Over the past five fiscal years production decline has been modest, some 1%, Umekwe said, illustrating with production from fiscal years 2016 through 2020 averaging 516,378 barrels per day in FY16, 527,918 bpd in FY17, 520,036 bpd in FY18, 506,080 bpd in FY19 and 483,477 bpd in FY20.

Recent major changes include:

*Hilcorp talking over as Prudhoe operator, with what Umekwe described on slides accompanying the presentation as “strong ongoing production optimization efforts.”

*Natural decline at Kuparuk with “pandemic related production disruption/interrupted rig activity.”

*Natural decline at Colville River with “pandemic related production disruption/interrupted rig activity.”

*Production growth at Milne Point of some 28% from FY19 to FY20 with drilling at the M, L and I pads.

*Improved facility reliability at Point Thomson.

Near future projects include Fiord West, Greater Mooses Tooth 2, Raven Pad at Milne Point and CD5 expansion.

And farther out are Pikka, with front-end engineering and design in 2021 and Willow, with FEED and a final investment decision expected by year end 2021.

Update on status of future projects

Umekwe compared the status of upcoming projects in January 2020 and January 2021.

*Moose pad at Milne Point had a production rate of some 5,000 bpd last January and a rate of 9,700 bpd in January 2021; a peak rate of 22,000 bpd is projected.

*CD5 second expansion had a status of ongoing drilling in January 2020 and a January 2021 status of ongoing drilling by year end 2020 after COVID-related interruption.

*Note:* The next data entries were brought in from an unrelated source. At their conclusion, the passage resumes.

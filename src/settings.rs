//! Configuration types for the consensus filter and the homography
//! estimator.
//!
//! Both loops also accept their parameters as plain arguments; the settings
//! structs bundle them with production defaults and, behind the `serde`
//! feature, make them loadable from configuration files.

/// Parameters of the orientation/scale consensus filter.
#[derive(Debug, Clone, Copy, PartialEq)]
#[cfg_attr(feature = "serde", derive(serde::Serialize, serde::Deserialize))]
pub struct ConsensusSettings {
    /// Maximum deviation from the hypothesized orientation offset, in the
    /// keypoints' orientation unit.
    pub orient_agreement: f64,
    /// Maximum deviation from the hypothesized scale ratio.
    pub scale_agreement: f64,
    /// Number of hypothesis matches drawn per run (clamped to the number of
    /// matches available).
    pub sample_count: usize,
}

impl Default for ConsensusSettings {
    fn default() -> Self {
        Self {
            orient_agreement: 30.0,
            scale_agreement: 0.5,
            sample_count: 10,
        }
    }
}

/// Parameters of the RANSAC homography estimator.
#[derive(Debug, Clone, Copy, PartialEq)]
#[cfg_attr(feature = "serde", derive(serde::Serialize, serde::Deserialize))]
pub struct RansacHomographySettings {
    /// Number of minimal-sample iterations.
    pub num_iterations: usize,
    /// Inlier threshold: maximum Euclidean distance, in the points' unit
    /// (typically pixels), between a projected source point and its
    /// reference.
    pub tolerance: f64,
}

impl Default for RansacHomographySettings {
    fn default() -> Self {
        Self {
            num_iterations: 1000,
            tolerance: 3.0,
        }
    }
}

#[cfg(test)]
mod tests {
    use super::*;

    #[test]
    fn consensus_defaults() {
        let cfg = ConsensusSettings::default();
        assert!((cfg.orient_agreement - 30.0).abs() < 1e-12);
        assert!((cfg.scale_agreement - 0.5).abs() < 1e-12);
        assert_eq!(cfg.sample_count, 10);
    }

    #[test]
    fn homography_defaults() {
        let cfg = RansacHomographySettings::default();
        assert_eq!(cfg.num_iterations, 1000);
        assert!((cfg.tolerance - 3.0).abs() < 1e-12);
    }
}
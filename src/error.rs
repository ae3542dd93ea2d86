//! Error types shared across the matching and estimation routines.

use thiserror::Error;

/// Errors surfaced by the matching, filtering, and estimation entry points.
///
/// Per-iteration degeneracies inside the consensus loops are absorbed (the
/// loop moves on to the next sample); only failures that invalidate the whole
/// call reach the caller.
#[derive(Debug, Clone, PartialEq, Error)]
pub enum MatchError {
    /// Malformed input: shape mismatches, out-of-range thresholds,
    /// out-of-bounds match indices.
    #[error("invalid argument: {reason}")]
    InvalidArgument { reason: String },

    /// Fewer data points than a sampling step requires.
    #[error("insufficient data: need at least {needed}, got {got}")]
    InsufficientData { needed: usize, got: usize },

    /// A point configuration admits no stable homography (collinear or
    /// duplicated points).
    #[error("degenerate point configuration: no stable homography exists")]
    DegenerateModel,

    /// No RANSAC iteration produced a consensus set large enough to refit.
    #[error("no consensus: best inlier set has {best} members, need at least 4")]
    NoConsensus { best: usize },
}

/// Convenience alias used by every fallible function in the crate.
pub type MatchResult<T> = Result<T, MatchError>;
//! # Keymatch - Keypoint Matching and Robust Homography Estimation
//!
//! `keymatch` is the "correspondence + robust fit" stage of an image
//! alignment pipeline: it matches keypoint descriptors between two images
//! and estimates the homography relating them, tolerating a high fraction
//! of incorrect correspondences.
//!
//! Keypoint detection and descriptor extraction happen upstream; warping and
//! blending happen downstream. This crate only consumes already-computed
//! keypoints/descriptors and produces match lists and 3×3 matrices.
//!
//! ## Quick Start
//!
//! ```rust
//! use keymatch::estimate_homography_ransac;
//!
//! // Five correspondences related by a pure translation.
//! let src = vec![[0.0, 0.0], [10.0, 0.0], [10.0, 10.0], [0.0, 10.0], [5.0, 2.0]];
//! let reference: Vec<[f64; 2]> = src.iter().map(|p| [p[0] + 3.0, p[1] - 1.0]).collect();
//!
//! let h = estimate_homography_ransac(&src, &reference, 100, 1.0).unwrap();
//! assert!((h[(0, 2)] - 3.0).abs() < 1e-6);
//! ```
//!
//! The full matching pipeline composes the same way the pieces do:
//! descriptors go through [`find_best_matches`] (nearest-neighbor with a
//! ratio test), candidate matches through [`filter_matches`]
//! (orientation/scale consensus), and matched coordinates through
//! [`estimate_homography`] (spatial consensus with a refit on the winning
//! inlier set). [`api::find_best_matches_ransac`] wires the first two
//! together.
//!
//! ## Determinism
//!
//! Both consensus loops take their randomness as an injected
//! [`Sampler`](core::Sampler); pass
//! [`UniformRandomSampler::from_seed`](samplers::UniformRandomSampler::from_seed)
//! for reproducible runs. The `api` wrappers use entropy seeding.
//!
//! ## Extending
//!
//! Two strategy seams are public:
//!
//! - **[`Sampler`](core::Sampler)**: how minimal samples are drawn.
//! - **[`HomographySolver`](core::HomographySolver)**: how a homography is
//!   fit to ≥4 correspondences. The bundled [`LeastSquaresSolver`] fixes
//!   `h[2][2] = 1`; substitute a fully projective solver through this trait
//!   without touching the RANSAC logic.
//!
//! ## Modules
//!
//! - **[`api`]**: high-level entry points with production defaults
//! - **[`matching`]**: ratio-test descriptor matching
//! - **[`consensus`]**: orientation/scale consensus filtering
//! - **[`estimator`]**: RANSAC homography estimation
//! - **[`homography`]**: projection and the default solver
//! - **[`samplers`]**: built-in sampling strategies
//! - **[`settings`]**: configuration types with production defaults

pub mod api;
pub mod consensus;
pub mod core;
pub mod error;
pub mod estimator;
pub mod homography;
pub mod matching;
pub mod samplers;
pub mod settings;
pub mod types;
pub mod utils;

// Re-export the high-level API.
pub use api::{estimate_homography_ransac, filter_matches_ransac, find_best_matches_ransac};

// Re-export the core building blocks for easy access.
pub use consensus::{filter_matches, filter_matches_with};
pub use core::{HomographySolver, Sampler};
pub use error::{MatchError, MatchResult};
pub use estimator::{estimate_homography, estimate_homography_with, HomographyEstimate};
pub use homography::{project_points, LeastSquaresSolver};
pub use matching::find_best_matches;
pub use samplers::UniformRandomSampler;
pub use settings::{ConsensusSettings, RansacHomographySettings};
pub use types::{Keypoint, Match, DESCRIPTOR_LEN};
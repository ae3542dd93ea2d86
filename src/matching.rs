//! Nearest-neighbor descriptor matching with a ratio test.

use log::debug;
use nalgebra::DMatrix;

use crate::error::{MatchError, MatchResult};
use crate::types::Match;

/// Find, for each descriptor in `descriptors1`, its best match in
/// `descriptors2`, keeping only unambiguous ones.
///
/// Descriptors are rows, assumed unit-norm; distance is the angle
/// `acos(dot)`, with the dot product clamped to `[-1, 1]` so floating-point
/// overshoot never leaves `acos`'s domain. A candidate is accepted iff the
/// distance to the nearest neighbor divided by the distance to the
/// second-nearest is at most `threshold`.
///
/// The output is ascending in `query` with at most one match per query.
/// Several queries may share a train index. Candidates at exactly equal
/// distance keep their original index order (stable sort), so the lower
/// train index wins ties. When the second-nearest distance is zero the ratio
/// is undefined and that query is rejected as maximally ambiguous.
///
/// Fewer than two rows in `descriptors2` yields an empty result: the ratio
/// has no second-nearest neighbor to compare against.
///
/// # Errors
///
/// [`MatchError::InvalidArgument`] if `threshold` lies outside `(0, 1]` or
/// the two matrices disagree in descriptor length.
pub fn find_best_matches(
    descriptors1: &DMatrix<f64>,
    descriptors2: &DMatrix<f64>,
    threshold: f64,
) -> MatchResult<Vec<Match>> {
    if !(threshold > 0.0 && threshold <= 1.0) {
        return Err(MatchError::InvalidArgument {
            reason: format!("ratio threshold must lie in (0, 1], got {threshold}"),
        });
    }
    if descriptors1.nrows() > 0
        && descriptors2.nrows() > 0
        && descriptors1.ncols() != descriptors2.ncols()
    {
        return Err(MatchError::InvalidArgument {
            reason: format!(
                "descriptor length mismatch: {} vs {}",
                descriptors1.ncols(),
                descriptors2.ncols()
            ),
        });
    }

    let n1 = descriptors1.nrows();
    let n2 = descriptors2.nrows();
    let mut matches = Vec::new();
    if n2 < 2 {
        return Ok(matches);
    }

    let mut distances: Vec<(usize, f64)> = Vec::with_capacity(n2);
    for i in 0..n1 {
        let d1 = descriptors1.row(i);

        distances.clear();
        for j in 0..n2 {
            let dot = d1.dot(&descriptors2.row(j)).clamp(-1.0, 1.0);
            distances.push((j, dot.acos()));
        }
        // Stable: equidistant candidates stay in index order.
        distances.sort_by(|a, b| a.1.total_cmp(&b.1));

        let (best_idx, best) = distances[0];
        let (_, second) = distances[1];
        if second > 0.0 && best / second <= threshold {
            matches.push(Match::new(i, best_idx));
        }
    }

    debug!(
        "ratio test kept {} of {} query descriptors",
        matches.len(),
        n1
    );
    Ok(matches)
}

#[cfg(test)]
mod tests {
    use nalgebra::DMatrix;

    use super::find_best_matches;
    use crate::error::MatchError;
    use crate::types::Match;

    /// Rows are unit vectors in the plane at the given angles, padded to make
    /// short synthetic descriptors.
    fn descriptors_at_angles(angles: &[f64]) -> DMatrix<f64> {
        let mut m = DMatrix::zeros(angles.len(), 4);
        for (i, a) in angles.iter().enumerate() {
            m[(i, 0)] = a.cos();
            m[(i, 1)] = a.sin();
        }
        m
    }

    #[test]
    fn identical_sets_match_themselves() {
        let d = descriptors_at_angles(&[0.0, 0.5, 1.0, 1.5, 2.0]);
        let matches = find_best_matches(&d, &d, 0.8).unwrap();

        assert_eq!(matches.len(), d.nrows());
        for (i, m) in matches.iter().enumerate() {
            assert_eq!(*m, Match::new(i, i));
        }
    }

    #[test]
    fn ratio_test_boundary_is_inclusive() {
        // Probe at angle 0; candidates at 0.2 and 0.4 rad.
        let probe = descriptors_at_angles(&[0.0]);
        let candidates = descriptors_at_angles(&[0.2, 0.4]);

        // Recompute the distances exactly as the matcher does.
        let d_best = 0.2f64.cos().clamp(-1.0, 1.0).acos();
        let d_second = 0.4f64.cos().clamp(-1.0, 1.0).acos();
        let ratio = d_best / d_second;

        let accepted = find_best_matches(&probe, &candidates, ratio).unwrap();
        assert_eq!(accepted, vec![Match::new(0, 0)]);

        let rejected = find_best_matches(&probe, &candidates, ratio - 1e-12).unwrap();
        assert!(rejected.is_empty());
    }

    #[test]
    fn equidistant_candidates_keep_index_order() {
        // Two candidates at the same angular distance on either side of the
        // probe; the stable sort must keep index 0 first.
        let probe = descriptors_at_angles(&[0.0]);
        let candidates = descriptors_at_angles(&[0.3, -0.3, 1.2]);

        let matches = find_best_matches(&probe, &candidates, 1.0).unwrap();
        assert_eq!(matches, vec![Match::new(0, 0)]);
    }

    #[test]
    fn duplicate_best_candidates_are_ambiguous() {
        // Both candidates coincide with the probe: second distance is zero,
        // so the ratio is undefined and the query is dropped.
        let probe = descriptors_at_angles(&[0.7]);
        let candidates = descriptors_at_angles(&[0.7, 0.7]);

        let matches = find_best_matches(&probe, &candidates, 1.0).unwrap();
        assert!(matches.is_empty());
    }

    #[test]
    fn single_candidate_yields_no_matches() {
        let probe = descriptors_at_angles(&[0.0, 0.5]);
        let candidates = descriptors_at_angles(&[0.1]);

        let matches = find_best_matches(&probe, &candidates, 0.9).unwrap();
        assert!(matches.is_empty());
    }

    #[test]
    fn invalid_threshold_is_rejected() {
        let d = descriptors_at_angles(&[0.0, 1.0]);
        for t in [0.0, -0.5, 1.5] {
            let err = find_best_matches(&d, &d, t).unwrap_err();
            assert!(matches!(err, MatchError::InvalidArgument { .. }));
        }
    }

    #[test]
    fn mismatched_descriptor_lengths_are_rejected() {
        let d1 = DMatrix::<f64>::zeros(2, 4);
        let d2 = DMatrix::<f64>::zeros(2, 8);
        let err = find_best_matches(&d1, &d2, 0.8).unwrap_err();
        assert!(matches!(err, MatchError::InvalidArgument { .. }));
    }
}
use crate::graph::{NodeDir, NodeKind, TrackGraph};
use crate::network::{Dir, ElementDir, ElementId, Event, Network, RefKind};
use crate::route::SwitchSetting;
use crate::signal::Speed;
use log::*;
use std::collections::HashMap;

/// Flank protection is searched up to this distance from the protected switch.
pub const MAX_FLANK_DISTANCE: f64 = 200.0;

/// Flank graph nodes besides switches: main signals of any class and derailers. A route
/// may be set towards either of them, so nothing beyond them is turned for flank protection.
/// Derailers count in both directions.
pub struct FlankNodes;

impl NodeKind for FlankNodes {
    fn is_node(&self, net: &Network, element: ElementId) -> bool {
        Dir::both().iter().any(|&dir| {
            let at = ElementDir::new(element, dir);
            net.events(at).contains(&Event::Derail)
                || net.signal(at).map_or(false, |s| {
                    s.derailer || s.rows.iter().any(|r| r.speed == Speed::Stop && r.classes != 0)
                })
        })
    }
}

#[derive(Debug, Clone, Copy, PartialEq)]
pub struct FlankSetting {
    pub switch: SwitchSetting,
    /// Distance from the protected switch to the flank switch. Closer switches take priority.
    pub distance: f64,
}

pub struct FlankGraph {
    graph: TrackGraph<FlankNodes>,
    settings: HashMap<(NodeDir, usize), Vec<FlankSetting>>,
}

impl FlankGraph {
    pub fn new() -> Self {
        FlankGraph {
            graph: TrackGraph::new(FlankNodes),
            settings: HashMap::new(),
        }
    }

    /// Switch settings protecting a movement over `element` in direction `dir` towards
    /// successor `branch` (0-based).
    pub fn settings(&mut self, net: &Network, element: ElementId, dir: Dir, branch: usize) -> Vec<FlankSetting> {
        let Some(node) = self.graph.get_node(net, element) else {
            return Vec::new();
        };
        let key = (NodeDir { node, dir }, branch);
        if let Some(settings) = self.settings.get(&key) {
            return settings.clone();
        }
        let at = ElementDir::new(element, dir);
        debug!("Searching flank protection from {}, successor {}", net.describe(at), branch + 1);
        let settings = self.search(net, at, branch);
        self.settings.insert(key, settings.clone());
        settings
    }

    fn search(&mut self, net: &Network, start: ElementDir, branch: usize) -> Vec<FlankSetting> {
        let mut result = Vec::new();
        for (idx, next) in net.successors(start).iter().enumerate() {
            if idx == branch {
                continue;
            }
            let mut prev = start;
            let mut cur = *next;
            let mut distance = 0.0;
            while let Some(at) = cur {
                if self.graph.get_node(net, at.element).is_some() {
                    break;
                }
                distance += net.length(at.element);
                if distance >= MAX_FLANK_DISTANCE {
                    cur = None;
                    break;
                }
                prev = at;
                cur = net.successors(at).first().copied().flatten();
            }

            let Some(at) = cur else {
                continue;
            };
            let predecessors = net.predecessors(at);
            if predecessors.len() <= 1 {
                continue;
            }
            match predecessors.iter().position(|p| *p == Some(prev)) {
                // The trailing switch lies towards the protected branch: turn it away.
                Some(0) => match net.reference_point(at.opposite(), RefKind::Switch) {
                    Some(refpoint) => result.push(FlankSetting {
                        switch: SwitchSetting {
                            refpoint,
                            position: predecessors.len() as u32,
                        },
                        distance,
                    }),
                    None => warn!(
                        "Element {} has more than one predecessor but no switch reference point. The switch is not set for flank protection.",
                        net.describe(at)
                    ),
                },
                Some(_) => {}
                None => warn!(
                    "Position of trailing switch {} coming from {} could not be determined. The switch is not set for flank protection.",
                    net.describe(at),
                    net.describe(prev)
                ),
            }
        }
        result
    }
}

/// Merges `new` into `settings`. Per switch, the setting found at the smaller distance wins.
pub fn merge_flank_settings(settings: &mut Vec<FlankSetting>, new: &[FlankSetting]) {
    settings.retain(|s| {
        !new
            .iter()
            .any(|n| n.switch.refpoint == s.switch.refpoint && s.distance > n.distance)
    });
    let existing = settings.clone();
    settings.extend(new.iter().copied().filter(|n| {
        !existing
            .iter()
            .any(|s| s.switch.refpoint == n.switch.refpoint && n.distance > s.distance)
    }));
}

Production is expected to reach more than 10,000 bpd.

*Pikka: In January 2020 it was planned for two phases, with phase 1 projected to start production in 2022 and phase 2 in 2024, with a move to FEED after 15% divestment of interests. The January 2021 status is phase 1 production starting in 2025; a move to FEED in 2021; FID and 15% Alaska divestment in year end 2021 through 2022; peak design capacity rate for phase 1 is 80,000 bpd.

*Willow: In January 2020 a supplemental EIS was expected, with a record of decision in the fourth quarter and first oil in 2025-26. The January 2021 status is record of decision achieved; FEED; FID expected year end 2021; announced first oil 2025-26, with a peak rate of 130,000 bpd.

*Liberty: Received its final EIS followed by a record of decision, both in 2018, with a start up projected for 2022, pending litigation; in January 2021, a 9th Circuit Court decision had placed the project on hold pending an operator appeal to the Supreme Court; peak rate expected at 60,000 to 70,000 bpd.

Production forecast

In the first five months of FY21, July 2020 to November 2020, on average daily production has been within the range forecast by DNR. FY21 production is forecast to average 470,000 bpd with a range of 413,000 to 526,000 bpd.

Without new projects, decline at existing field would exceed 4% to 5%, the historical North Slope decline rate.

Slides from the presentation noted that scope and estimated ultimate volumes of new projects compare closely with historical Prudhoe Bay and Kuparuk River satellites, and with some standalone developments such as Alpine.

Summarizing production impacts, there is uncertainty in operator plans in certain projects in the 10-year outlook period - when drilling activity will return, specific project uncertainties, depressed oil prices, commercial risks, and project scope and timing risks.

DNR “forecasts assume steady-state development on currently producing fields, similar to past history for all the fields.”

The discussion of new projects notes that outcoming and timing is “critical in maintaining North Slope historical 4% to 5% historical decline or the possibility of flattening or growth in production.”